Qwerty keyboards were always a niche, and "nice, but I don't need one" is reasonably classified as an underestimate of the product but it's still approval.


Sorry I wasn't clear, I meant that keyboards are a commodity. They're mass produced low margin items and there's little differentiation for the most part. There's rarely a compelling event that causes someone to replace their existing keyboard. The industry always wants more profits and better margins so creating the perception of mechanical being better and therefore more expensive allows them to extract more money from an already mature market through the illusion of superiority. I do find the whole thing annoying but I suppose it's good for the economy, so more power to anyone that cares for them.

Depends? Do you go into eagle-search-mode after you exvacated the keyboard buried under piles of paper once a month? Then 500 dollars is excessive.

Do you type things 8 hours a day? Then 500 USD for a keyboard that lasts you two decades is money well spent, if it makes you happy.


I got a bit triggered by that "sub-$1k keyboard" of yours. I mean, you are totally right, this is a typical product for that price, i.e. this is a "normal" market price for this kind of product… But, man, I just can't get over the fact how ridiculously overpriced these things are! These are such simple devices, so much easier to produce than "classical" music instruments. Yet because of small market and the product being somewhat of a "professional tool" we still get these pretty basic keyboards for $1k+ and behave as if it's a totally fair price because of hammer action and stuff (and take it for granted that $500 devices should have shitty keyboards).

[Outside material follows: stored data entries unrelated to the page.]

//! Identifier types assigned by the backend.
//!
//! Both are UUIDs generated server-side; the client only parses and echoes
//! them back in request paths.

use crate::Result;
use serde::{Deserialize, Serialize};
use std::fmt;
use std::str::FromStr;
use uuid::Uuid;

/// Identifier of a registered customer.
#[derive(Debug, Clone, Copy, PartialEq, Eq, Hash, Serialize, Deserialize)]
#[serde(transparent)]
pub struct CustomerId(Uuid);

impl CustomerId {
    /// Creates a customer ID from an existing UUID.
    #[must_use]
    pub const fn from_uuid(uuid: Uuid) -> Self {
        Self(uuid)
    }

    /// Returns the underlying UUID.
    #[must_use]
    pub const fn as_uuid(&self) -> Uuid {
        self.0
    }

    /// Parses a customer ID from a string.
    pub fn parse(s: &str) -> Result<Self> {
        Ok(Self(Uuid::parse_str(s.trim())?))
    }
}

impl fmt::Display for CustomerId {
    fn fmt(&self, f: &mut fmt::Formatter<'_>) -> fmt::Result {
        write!(f, "{}", self.0)
    }
}

impl FromStr for CustomerId {
    type Err = crate::Error;

    fn from_str(s: &str) -> std::result::Result<Self, Self::Err> {
        Self::parse(s)
    }
}

/// Identifier of the campaign configuration record.
#[derive(Debug, Clone, Copy, PartialEq, Eq, Hash, Serialize, Deserialize)]
#[serde(transparent)]
pub struct CampaignId(Uuid);

impl CampaignId {
    /// Creates a campaign ID from an existing UUID.
    #[must_use]
    pub const fn from_uuid(uuid: Uuid) -> Self {
        Self(uuid)
    }

    /// Returns the underlying UUID.
    #[must_use]
    pub const fn as_uuid(&self) -> Uuid {
        self.0
    }

    /// Parses a campaign ID from a string.
    pub fn parse(s: &str) -> Result<Self> {
        Ok(Self(Uuid::parse_str(s.trim())?))
    }
}

impl fmt::Display for CampaignId {
    fn fmt(&self, f: &mut fmt::Formatter<'_>) -> fmt::Result {
        write!(f, "{}", self.0)
    }
}

impl FromStr for CampaignId {
    type Err = crate::Error;

    fn from_str(s: &str) -> std::result::Result<Self, Self::Err> {
        Self::parse(s)
    }
}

Sure, good mechanics are worth something, but (especially when talking about midi-keyboards) it's the only thing that's complicated in these devices, and it isn't that expensive to produce.


Keyboards that cost over $100 tend to be much, much nicer, and are more easily tailored to an individual's taste.

Around $200 and above, most are machined from aluminum, and require the user to supply their own switches and keycaps. My daily driver, whose USB connector seems to be reaching EOL, is a heavy-ass chunk of bright blue Alu, makes noise like a machine gun when I need to correct someone on the internet, and has limited edition keycaps in a fun (imo) purple-and-cyan color scheme. Total cost of this thing was probably $250~$300, but I'm happy.

I have over $1k worth of keyboards and related hardware strewn about my apartment, and the only reason I've considered selling some of my collection is to buy fancier pieces. To each their own.


Like beds, people aren't usually willing to spend lots of money on a good keyboard. It's unfortunate, especially considering how much time you spend typing on one. But the moment you start talking mechanical switches, your keyboard is going to be above the hundred dollar mark (knock-offs notwithstanding). Split the keyboard, another two hundred dollars. Throw in something like Soli, and you're looking at a thousand dollar keyboard.

How many people would be willing to pay over a thousand dollars for a good keyboard?